China ranks second among the top ten most productive countries/regions, closely following the United States. Reflecting this national distribution, Chinese and American institutions dominate seven of the top ten positions, underscoring their significant contributions to the academic advancement of this field. Despite China’s substantial publication output, its average citation per paper lags significantly behind other countries, suggesting a dearth of highly referenced papers. The top ten academic journals collectively published 410 papers, constituting 19.04% of the total output. “Cancers” leads in the number of publications, followed by the “International Journal of Molecular Sciences” and “Oncotarget,” showcasing these journals’ keen interest in cancer epigenetic therapy research. The most cited articles were featured in “Nature.” Notably, among the top 20 most cited works, two originated from “Nature,” two from “Cell,” and three from “Blood,” indicating these influential journals’ propensity to publish high-caliber research in the future.

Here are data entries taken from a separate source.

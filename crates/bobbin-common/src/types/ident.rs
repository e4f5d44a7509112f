use crate::types::{Did, Handle, IdentifierError};
use serde::{Deserialize, Deserializer, Serialize, de::Error};
use std::fmt;
use std::str::FromStr;

/// Whatever the user typed to sign in: a DID or a handle.
///
/// Parsing rejects DIDs with methods other than `plc` and `web`, so anything
/// that parses can be resolved.
#[derive(Clone, PartialEq, Eq, Hash, Serialize, Debug)]
#[serde(untagged)]
pub enum AtIdentifier {
    /// DID variant
    Did(Did),
    /// Handle variant
    Handle(Handle),
}

impl AtIdentifier {
    /// Parse an identifier. Input starting with `did:` must be a resolvable
    /// DID; everything else is treated as a handle.
    pub fn new(input: impl AsRef<str>) -> Result<Self, IdentifierError> {
        let input = input.as_ref().trim();
        let input = input.strip_prefix("at://").unwrap_or(input);
        if input.starts_with("did:") {
            let did = Did::new(input)?;
            did.method()?;
            Ok(Self::Did(did))
        } else {
            Handle::new(input).map(Self::Handle)
        }
    }

    /// Get the identifier as a string slice
    pub fn as_str(&self) -> &str {
        match self {
            Self::Did(did) => did.as_str(),
            Self::Handle(handle) => handle.as_str(),
        }
    }
}

impl From<Did> for AtIdentifier {
    fn from(did: Did) -> Self {
        Self::Did(did)
    }
}

impl From<Handle> for AtIdentifier {
    fn from(handle: Handle) -> Self {
        Self::Handle(handle)
    }
}

impl FromStr for AtIdentifier {
    type Err = IdentifierError;

    fn from_str(s: &str) -> Result<Self, Self::Err> {
        Self::new(s)
    }
}

impl<'de> Deserialize<'de> for AtIdentifier {
    fn deserialize<D>(deserializer: D) -> Result<Self, D::Error>
    where
        D: Deserializer<'de>,
    {
        let value = String::deserialize(deserializer)?;
        Self::new(&value).map_err(D::Error::custom)
    }
}

impl fmt::Display for AtIdentifier {
    fn fmt(&self, f: &mut fmt::Formatter<'_>) -> fmt::Result {
        f.write_str(self.as_str())
    }
}

#[cfg(test)]
mod tests {
    use super::*;

    #[test]
    fn parses_both_kinds() {
        assert!(matches!(
            AtIdentifier::new("did:plc:z72i7hdynmk6r22z27h6abc2").unwrap(),
            AtIdentifier::Did(_)
        ));
        let ident = AtIdentifier::new("@Alice.Example.com").unwrap();
        assert_eq!(ident, AtIdentifier::Handle(Handle::new("alice.example.com").unwrap()));
    }

    #[test]
    fn rejects_unsupported_methods_before_resolution() {
        assert!(matches!(
            AtIdentifier::new("did:key:zabc"),
            Err(IdentifierError::InvalidDid { .. })
        ));
        assert!(matches!(
            AtIdentifier::new("did:plc:tooshort"),
            Err(IdentifierError::InvalidDid { .. })
        ));
        assert!(matches!(
            AtIdentifier::new("nohandle"),
            Err(IdentifierError::InvalidHandle { .. })
        ));
    }
}
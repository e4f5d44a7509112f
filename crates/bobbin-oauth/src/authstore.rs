//! Persistence for sessions and in-flight authorizations.

use std::sync::{Mutex, PoisonError};
use std::time::Duration;

use bobbin_common::session::{SecureStore, SessionStoreError};
use bobbin_common::types::Did;
use dashmap::DashMap;
use smol_str::{SmolStr, format_smolstr};
use tokio::sync::mpsc;
use tokio::time::Instant;

use crate::session::{AuthRequestContext, OAuthSession};

/// Key under which the most recently saved account DID is kept.
///
/// Holds no secrets, so platforms may keep it outside the encrypted store.
pub const LAST_DID_KEY: &str = "last-did";

fn session_key(sub: &Did) -> SmolStr {
    format_smolstr!("session:{}", sub)
}

/// Why a session record went away.
#[derive(Debug, Clone, Copy, PartialEq, Eq)]
pub enum DeleteCause {
    /// The user signed out
    Revoked,
    /// The authorization server refused to refresh the tokens
    RefreshFailed,
}

#[derive(Debug, Clone, PartialEq, Eq)]
pub enum SessionEvent {
    Updated(OAuthSession),
    Deleted { sub: Did, cause: DeleteCause },
}

impl SessionEvent {
    pub fn sub(&self) -> &Did {
        match self {
            Self::Updated(session) => &session.sub,
            Self::Deleted { sub, .. } => sub,
        }
    }
}

/// Subscription handle returned by [`SessionStore::subscribe`].
///
/// Events arrive in the order they were emitted. Dropping the handle
/// unsubscribes.
#[derive(Debug)]
pub struct SessionEvents(mpsc::UnboundedReceiver<SessionEvent>);

impl SessionEvents {
    /// Wait for the next event. Returns `None` once the store is gone.
    pub async fn recv(&mut self) -> Option<SessionEvent> {
        self.0.recv().await
    }

    /// Next event if one is already queued.
    pub fn try_recv(&mut self) -> Option<SessionEvent> {
        self.0.try_recv().ok()
    }
}

/// Session records on top of a [`SecureStore`], one record per account.
pub struct SessionStore<S> {
    store: S,
    subscribers: Mutex<Vec<mpsc::UnboundedSender<SessionEvent>>>,
}

impl<S: SecureStore> SessionStore<S> {
    pub fn new(store: S) -> Self {
        Self {
            store,
            subscribers: Mutex::new(Vec::new()),
        }
    }

    pub fn inner(&self) -> &S {
        &self.store
    }

    pub fn subscribe(&self) -> SessionEvents {
        let (tx, rx) = mpsc::unbounded_channel();
        self.subscribers
            .lock()
            .unwrap_or_else(PoisonError::into_inner)
            .push(tx);
        SessionEvents(rx)
    }

    fn emit(&self, event: SessionEvent) {
        self.subscribers
            .lock()
            .unwrap_or_else(PoisonError::into_inner)
            .retain(|tx| tx.send(event.clone()).is_ok());
    }

    pub async fn get(&self, sub: &Did) -> Result<Option<OAuthSession>, SessionStoreError> {
        let Some(bytes) = self.store.get(&session_key(sub)).await? else {
            return Ok(None);
        };
        Ok(Some(serde_json::from_slice(&bytes)?))
    }

    /// Write `session`, point [`LAST_DID_KEY`] at it, and emit
    /// [`SessionEvent::Updated`].
    pub async fn save(&self, session: &OAuthSession) -> Result<(), SessionStoreError> {
        let bytes = serde_json::to_vec(session)?;
        self.store.set(&session_key(&session.sub), bytes).await?;
        self.store
            .set(LAST_DID_KEY, session.sub.as_str().as_bytes().to_vec())
            .await?;
        self.emit(SessionEvent::Updated(session.clone()));
        Ok(())
    }

    /// Remove the record for `sub`. Emits [`SessionEvent::Deleted`] and
    /// returns `true` only if there was one.
    ///
    /// [`LAST_DID_KEY`] is cleared if it points at `sub` or no longer decodes.
    pub async fn delete(&self, sub: &Did, cause: DeleteCause) -> Result<bool, SessionStoreError> {
        let key = session_key(sub);
        let existed = self.store.get(&key).await?.is_some();
        self.store.delete(&key).await?;
        let clear_pointer = match self.last_did().await {
            Ok(last) => last.as_ref() == Some(sub),
            Err(SessionStoreError::Corrupt(_)) => true,
            Err(e) => return Err(e),
        };
        if clear_pointer {
            self.store.delete(LAST_DID_KEY).await?;
        }
        if existed {
            self.emit(SessionEvent::Deleted {
                sub: sub.clone(),
                cause,
            });
        }
        Ok(existed)
    }

    pub async fn last_did(&self) -> Result<Option<Did>, SessionStoreError> {
        let Some(bytes) = self.store.get(LAST_DID_KEY).await? else {
            return Ok(None);
        };
        let did = std::str::from_utf8(&bytes)
            .ok()
            .and_then(|s| Did::new(s).ok())
            .ok_or_else(|| SessionStoreError::Corrupt(LAST_DID_KEY.into()))?;
        Ok(Some(did))
    }
}

/// In-memory table of authorizations waiting for their redirect, keyed by `state`.
#[derive(Debug)]
pub struct PendingRequests {
    entries: DashMap<SmolStr, (AuthRequestContext, Instant)>,
    ttl: Duration,
}

impl PendingRequests {
    pub fn new(ttl: Duration) -> Self {
        Self {
            entries: DashMap::new(),
            ttl,
        }
    }

    pub fn insert(&self, context: AuthRequestContext) {
        self.purge_expired();
        let now = Instant::now();
        let expires_at = now.checked_add(self.ttl).unwrap_or(now);
        self.entries
            .insert(context.state.clone(), (context, expires_at));
    }

    /// Remove and return the context for `state`, unless it has expired.
    pub fn take(&self, state: &str) -> Option<AuthRequestContext> {
        let (_, (context, expires_at)) = self.entries.remove(state)?;
        (Instant::now() < expires_at).then_some(context)
    }

    pub fn purge_expired(&self) {
        let now = Instant::now();
        self.entries.retain(|_, (_, expires_at)| now < *expires_at);
    }

    pub fn len(&self) -> usize {
        self.entries.len()
    }

    pub fn is_empty(&self) -> bool {
        self.entries.is_empty()
    }
}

Epigenetic events play a pivotal role in both normal biological processes and tumorigenesis, with significant alterations in the epigenetic state commonly observed during cancer progression. This has led to the emergence of epigenomic targeted therapy as a promising avenue for cancer treatment. However, several critical issues warrant further discussion and resolution. While remarkable strides have been made in applying epigenetic therapy to hematologic malignancies, its effectiveness in solid tumors remains to be conclusively demonstrated. In preclinical models, compelling mechanistic evidence supports the notion that epigenetic agents can synergize with other anticancer drugs and combat treatment resistance. Nevertheless, the clinical efficacy of epigenetic agents tested in trials has been underwhelming thus far (Morel et al., 2020). Challenges arise from the limited tolerability of combinations involving epigenetic agents and cytotoxic therapies. Exploring strategies such as lower doses, sequential administration, and targeted delivery of epigenetic agents holds promise for enhancing the therapeutic index (Morel et al., 2020). Furthermore, the prolonged duration required for epigenetic reprogramming, in contrast to traditional chemotherapy, necessitates an understanding that the initial response to epigenetic therapy may not be immediately apparent. Consequently, the conventional Response Evaluation Criteria in Solid Tumors (RECIST) criteria, typically applied within 6–8 weeks to assess clinical response, may not be optimal for monitoring epigenetic therapy in clinical trials (Azad et al., 2013). Continued treatment may be warranted for clinically stable patients undergoing epigenetic therapy.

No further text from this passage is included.